* **Exercise objective**
All records below are to be repeated precisely, with nothing added.
-- The records follows --
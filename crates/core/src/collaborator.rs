//! Schnittstellen zu den externen Collaborators
//!
//! Darstellung, Audio-Hardware und Einstellungs-Persistenz liegen
//! ausserhalb des Netzwerk-Kerns. Der Kern ruft diese Traits nur mit
//! bereits geparsten und entschluesselten Daten auf.

use std::sync::Arc;

use crate::event::UiEvent;
use crate::types::{Profile, SoundEvent};

/// Empfaenger fuer UI-Ereignisse
pub trait UiSink: Send + Sync + 'static {
    /// Meldet ein Ereignis; darf nicht blockieren
    fn anzeigen(&self, event: UiEvent);
}

/// Audio-Collaborator: Wiedergabe, Hinweistoene, Stream-Verwaltung
pub trait AudioSink: Send + Sync + 'static {
    /// Startet Aufnahme/Wiedergabe; false wenn kein Geraet verfuegbar ist
    fn start(&self) -> bool;

    /// Stoppt Aufnahme/Wiedergabe
    fn stop(&self);

    /// Legt den Wiedergabe-Stream fuer einen Benutzer an
    fn setup_user_audio(&self, user: &str);

    /// Entfernt den Wiedergabe-Stream eines Benutzers
    fn delete_user_audio(&self, user: &str);

    /// Spielt einen dekodierten Voice-Frame ab
    ///
    /// `samples == None` zusammen mit `ist_letzter` beendet den Stream
    /// des Absenders.
    fn play_voice(&self, user: &str, samples: Option<Vec<i16>>, ist_letzter: bool);

    /// Spielt einen Hinweiston
    fn play_sound(&self, sound: SoundEvent);

    /// Anzahl Samples pro Voice-Frame
    fn samples_pro_frame(&self) -> usize;
}

/// Zugriff auf die Benutzereinstellungen
pub trait SettingsStore: Send + Sync + 'static {
    /// Aktuelles Profil
    fn current_profile(&self) -> Profile;

    /// Speichert die Daten einer erfolgreichen Verbindung
    fn save_profile(&self, profile: Profile);
}

/// Buendel aller Collaborators einer Sitzung
#[derive(Clone)]
pub struct Collaborators {
    pub ui: Arc<dyn UiSink>,
    pub audio: Arc<dyn AudioSink>,
    pub settings: Arc<dyn SettingsStore>,
}

impl Collaborators {
    /// Kurzform fuer eine Textzeile im Ausgabebereich
    pub fn ausgabe(&self, text: impl Into<String>, fehler: bool) {
        self.ui.anzeigen(UiEvent::Ausgabe {
            text: text.into(),
            fehler,
        });
    }

    /// Kurzform fuer ein Hinweisfenster
    pub fn hinweis(&self, warnung: bool, text: impl Into<String>) {
        self.ui.anzeigen(UiEvent::Hinweisfenster {
            warnung,
            text: text.into(),
        });
    }
}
-- The records concluded --
* **Solution for this problem**
filename crates/core/src/collaborator.rs
//! Schnittstellen zu den externen Collaborators
//!
//! Darstellung, Audio-Hardware und Einstellungs-Persistenz liegen
//! ausserhalb des Netzwerk-Kerns. Der Kern ruft diese Traits nur mit
//! bereits geparsten und entschluesselten Daten auf.

use std::sync::Arc;

use crate::event::UiEvent;
use crate::types::{Profile, SoundEvent};

/// Empfaenger fuer UI-Ereignisse
pub trait UiSink: Send + Sync + 'static {
    /// Meldet ein Ereignis; darf nicht blockieren
    fn anzeigen(&self, event: UiEvent);
}

/// Audio-Collaborator: Wiedergabe, Hinweistoene, Stream-Verwaltung
pub trait AudioSink: Send + Sync + 'static {
    /// Startet Aufnahme/Wiedergabe; false wenn kein Geraet verfuegbar ist
    fn start(&self) -> bool;

    /// Stoppt Aufnahme/Wiedergabe
    fn stop(&self);

    /// Legt den Wiedergabe-Stream fuer einen Benutzer an
    fn setup_user_audio(&self, user: &str);

    /// Entfernt den Wiedergabe-Stream eines Benutzers
    fn delete_user_audio(&self, user: &str);

    /// Spielt einen dekodierten Voice-Frame ab
    ///
    /// `samples == None` zusammen mit `ist_letzter` beendet den Stream
    /// des Absenders.
    fn play_voice(&self, user: &str, samples: Option<Vec<i16>>, ist_letzter: bool);

    /// Spielt einen Hinweiston
    fn play_sound(&self, sound: SoundEvent);

    /// Anzahl Samples pro Voice-Frame
    fn samples_pro_frame(&self) -> usize;
}

/// Zugriff auf die Benutzereinstellungen
pub trait SettingsStore: Send + Sync + 'static {
    /// Aktuelles Profil
    fn current_profile(&self) -> Profile;

    /// Speichert die Daten einer erfolgreichen Verbindung
    fn save_profile(&self, profile: Profile);
}

/// Buendel aller Collaborators einer Sitzung
#[derive(Clone)]
pub struct Collaborators {
    pub ui: Arc<dyn UiSink>,
    pub audio: Arc<dyn AudioSink>,
    pub settings: Arc<dyn SettingsStore>,
}

impl Collaborators {
    /// Kurzform fuer eine Textzeile im Ausgabebereich
    pub fn ausgabe(&self, text: impl Into<String>, fehler: bool) {
        self.ui.anzeigen(UiEvent::Ausgabe {
            text: text.into(),
            fehler,
        });
    }

    /// Kurzform fuer ein Hinweisfenster
    pub fn hinweis(&self, warnung: bool, text: impl Into<String>) {
        self.ui.anzeigen(UiEvent::Hinweisfenster {
            warnung,
            text: text.into(),
        });
    }
}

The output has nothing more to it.